Natania Jansz points out how the books also show different approaches to being alone.
“You have this character who is miserable and lonely, unable to connect with the world, very unsure of himself. And this is loneliness. And in Snufkin, you have solitude chosen, a solitary character who’s self-assured and happy in his own skin”, says Jansz, describing the self-contained vagabond of Moominvalley, who doesn’t want to be tied down to anybody or anything.
What’s the point of a shell if you’ve got no one to show it to?
In one of the stunningly designed colour spreads of the book, Toffle finds himself on a beautiful beach and discovers a giant shell. But he can’t enjoy it, because he’s got no one to show it to.
Why is he still not happy. There’s no one in his way.
No Hemulen or Groke nearby. He ought to feel okay.
So Who will comfort Toffle and remind that a shell
Is nicer when there’s somebody to show it to as well?
“It’s heartbreaking to be in something so beautiful, but without being able to enjoy it. And that’s the depression of loneliness”, says Jansz.
Who will comfort Miffle?
At the beach, a turning point occurs. It arrives in the form of a message in a bottle, carried in front of Toffle’s bare feet by the glimmering sea. Just as in the first Moomin story, The Moomins and the Great Flood, where a message from Moominpappa arrives in a bottle, this bottle message is central to how the story develops.
Toffle reads the letter under the moon, a perfect reading lamp.
Won’t someone come and help?
Won’t somebody protect me when the Groke begins to yelp?’
If you are strong and wise and brave, please will you call or write?
I’m just a little miffle and it’s very nearly night.
Worrying about someone else
“Now he has someone else to worry about who isn’t him. So anyone who thought Toffle was self-indulgent at the beginning, suddenly, when he’s got somebody else whose aid he has to rush to, he feels so much better and immediately starts taking action”, says Sophie Hannah.

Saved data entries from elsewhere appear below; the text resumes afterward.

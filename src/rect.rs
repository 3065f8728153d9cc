// SPDX-License-Identifier: MIT
//
// Copyright (c) 2025 Alexandre Severino
//
// Permission is hereby granted, free of charge, to any person obtaining a copy
// of this software and associated documentation files (the "Software"), to deal
// in the Software without restriction, including without limitation the rights
// to use, copy, modify, merge, publish, distribute, sublicense, and/or sell
// copies of the Software, and to permit persons to whom the Software is
// furnished to do so, subject to the following conditions:
//
// The above copyright notice and this permission notice shall be included in
// all copies or substantial portions of the Software.
//
// THE SOFTWARE IS PROVIDED "AS IS", WITHOUT WARRANTY OF ANY KIND, EXPRESS OR
// IMPLIED, INCLUDING BUT NOT LIMITED TO THE WARRANTIES OF MERCHANTABILITY,
// FITNESS FOR A PARTICULAR PURPOSE AND NONINFRINGEMENT. IN NO EVENT SHALL THE
// AUTHORS OR COPYRIGHT HOLDERS BE LIABLE FOR ANY CLAIM, DAMAGES OR OTHER
// LIABILITY, WHETHER IN AN ACTION OF CONTRACT, TORT OR OTHERWISE, ARISING FROM,
// OUT OF OR IN CONNECTION WITH THE SOFTWARE OR THE USE OR OTHER DEALINGS IN THE
// SOFTWARE.

/// Pixel-space rectangle. Edges are half-open, so two tiles that only share a
/// border do not overlap.
#[derive(Copy, Clone, Debug, Default, PartialEq, Eq)]
pub struct Rect {
    pub x: i32,
    pub y: i32,
    pub w: i32,
    pub h: i32,
}

impl Rect {
    pub fn new(x: i32, y: i32, w: i32, h: i32) -> Self {
        Rect { x, y, w, h }
    }

    pub fn right(&self) -> i32 {
        self.x + self.w
    }

    pub fn bottom(&self) -> i32 {
        self.y + self.h
    }

    pub fn center(&self) -> (i32, i32) {
        (self.x + self.w / 2, self.y + self.h / 2)
    }

    pub fn is_empty(&self) -> bool {
        self.w <= 0 || self.h <= 0
    }

    pub fn translate(&self, dx: i32, dy: i32) -> Rect {
        Rect {
            x: self.x + dx,
            y: self.y + dy,
            ..*self
        }
    }

    pub fn intersects(&self, other: &Rect) -> bool {
        !self.is_empty()
            && !other.is_empty()
            && self.x < other.right()
            && other.x < self.right()
            && self.y < other.bottom()
            && other.y < self.bottom()
    }

    #[cfg(test)]
    pub fn contains_rect(&self, other: &Rect) -> bool {
        other.x >= self.x
            && other.y >= self.y
            && other.right() <= self.right()
            && other.bottom() <= self.bottom()
    }
}
/// IR Generator
pub struct IRGenerator {
    module: IRModule,
    symbols: SymbolTable,
    annotations: TypeAnnotations,
    entry_point: String,
    /// Literal values of `const` declarations, inlined at each use
    constants: HashMap<String, Literal>,
    /// Method being built
    current: IRMethod,
    /// Local slots visible in each open block
    scopes: Vec<HashMap<String, (u16, TypeTag)>>,
    break_targets: Vec<Label>,
    temp_count: usize,
}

“That note gives him a mission and that’s actually when he becomes OK. That’s when he’s saved, really. I think what the story shows us is that it’s not the achieving of the goal and the getting of what you want that saves you. It’s realizing that you have a mission and that you’re prepared to do it and you’re going to go for it. And the striving and who you have to become to
even stand a chance of accomplishing it.”